Ensuring that a computer chip or other semiconductor-based component does exactly what it the customer wants it to do, and nothing else, is becoming more challenging. Feature sizes continue to shrink and are measured in nanometers, circuits are more complex, and design and manufacture involves a supply chain typically comprising many businesses worldwide. Threats range from improper performance or early failure to allowing access to those with malicious intent.

sats

Semiconductor design and manufacture depends on a "pipeline of tools," with each tool outputting something that is closer to describing what is actually produced and sold.

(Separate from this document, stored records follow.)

// Copyright 2024-2025 Google LLC
//
// Licensed under the Apache License, Version 2.0 <LICENSE-APACHE or
// https://www.apache.org/licenses/LICENSE-2.0> or the MIT license
// <LICENSE-MIT or https://opensource.org/licenses/MIT>, at your
// option. This file may not be copied, modified, or distributed
// except according to those terms.

#![doc = include_str!("../README.md")]
#![deny(missing_docs, unsafe_code)]
#![cfg_attr(docsrs, feature(doc_auto_cfg))]

mod adder;
mod error;
mod macros;
mod pool;
// The pyo3 macros expand to unsafe FFI glue.
#[cfg(feature = "python")]
#[allow(unsafe_code)]
mod python;
mod vector;

pub use adder::{add, add_into, VectorAdder, VectorAdderBuilder, DEFAULT_BLOCK_SIZE};
pub use error::{Error, Result};
pub use pool::{CpuPinningPolicy, RangeStrategy, ThreadCount};
pub use vector::NumericVector;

One form of supply-chain attack involves corrupting one or more stages of this tools pipeline, so that the output of the pipeline exhibits undesirable functionality.

The programming languages community has, over the last two decades, addressed closely related problems with solutions such as "proof carrying code" and "certifying compilation" that derive from formal methods. Work in "compiler correctness" also is relevant. By analogy, semiconductor supply-chain attack might be frustrated if both the artifact and an analysis are transmitted between successive pipeline stages, with the analysis being updated by each stage. The updates would establish that properties checked by analysis in prior pipeline stages are preserved in the current pipeline stage. That is, each pipeline stage performs a kind of refinement and checks that the refinement does not invalidate properties that previous stages validated. At the final stage, an accompanying analysis would rationalize the role of each element in the output of the pipeline.